use webcodec_runtime::webcodecs::DOMExceptionName;
use webcodec_runtime::{
  AudioData, AudioDataCopyToOptions, AudioDataInit, AudioSampleFormat, EncodedAudioChunk,
  EncodedAudioChunkInit, EncodedAudioChunkType, VideoFrame, VideoFrameBufferInit,
  VideoFrameCopyToOptions, VideoPixelFormat,
};

fn audio() -> AudioData {
  AudioData::new(AudioDataInit {
    format: Some(AudioSampleFormat::F32Planar),
    sample_rate: Some(48000),
    number_of_frames: Some(4),
    number_of_channels: Some(2),
    timestamp: Some(1_000),
    data: Some(vec![0u8; 4 * 2 * 4]),
  })
  .unwrap()
}

#[test]
fn closed_audio_data_reads_as_empty() {
  let data = audio();
  let copy = data.try_clone().unwrap();
  data.close();
  data.close();

  assert!(data.is_closed());
  assert_eq!(data.format(), None);
  assert_eq!(data.sample_rate(), 0);
  assert_eq!(data.number_of_frames(), 0);
  assert_eq!(data.number_of_channels(), 0);
  assert_eq!(data.duration(), 0);

  let options = AudioDataCopyToOptions::default();
  assert_eq!(
    data.try_clone().unwrap_err().name(),
    DOMExceptionName::InvalidStateError
  );
  assert_eq!(
    data.allocation_size(&options).unwrap_err().name(),
    DOMExceptionName::InvalidStateError
  );
  let mut buffer = vec![0u8; 64];
  assert_eq!(
    data.copy_to(&mut buffer, &options).unwrap_err().name(),
    DOMExceptionName::InvalidStateError
  );

  // the clone owns its own samples
  assert_eq!(copy.number_of_frames(), 4);
  assert_eq!(copy.allocation_size(&options).unwrap(), 16);
}

#[test]
fn closed_video_frame_reads_as_empty() {
  let frame = VideoFrame::new(
    &[7u8; 4 * 2 * 4],
    VideoFrameBufferInit {
      format: Some(VideoPixelFormat::RGBA),
      coded_width: Some(4),
      coded_height: Some(2),
      timestamp: Some(5),
      ..Default::default()
    },
  )
  .unwrap();
  let copy = frame.try_clone().unwrap();
  frame.close();

  assert!(frame.is_closed());
  assert_eq!(frame.format(), None);
  assert_eq!(frame.coded_width(), 0);
  let options = VideoFrameCopyToOptions::default();
  assert_eq!(
    frame.allocation_size(&options).unwrap_err().name(),
    DOMExceptionName::InvalidStateError
  );
  assert_eq!(
    frame.try_clone().unwrap_err().name(),
    DOMExceptionName::InvalidStateError
  );

  let mut pixels = vec![0u8; 32];
  copy.copy_to(&mut pixels, &options).unwrap();
  assert!(pixels.iter().all(|&b| b == 7));
}

#[test]
fn chunk_copy_checks_destination() {
  let chunk = EncodedAudioChunk::new(EncodedAudioChunkInit {
    chunk_type: Some(EncodedAudioChunkType::Delta),
    timestamp: Some(-20),
    duration: Some(10),
    data: Some(vec![1, 2, 3]),
  })
  .unwrap();
  assert_eq!(chunk.byte_length(), 3);
  assert!(!chunk.is_key());

  let mut small = [0u8; 2];
  assert_eq!(
    chunk.copy_to(&mut small).unwrap_err().name(),
    DOMExceptionName::TypeError
  );
  let mut exact = [0u8; 3];
  chunk.copy_to(&mut exact).unwrap();
  assert_eq!(exact, [1, 2, 3]);
}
........
Only lines with the word "default" belong in the answer; copy each of them from the material above.

> SOLUTION FOR THIS PROBLEM:
  let options = AudioDataCopyToOptions::default();
      ..Default::default()
  let options = VideoFrameCopyToOptions::default();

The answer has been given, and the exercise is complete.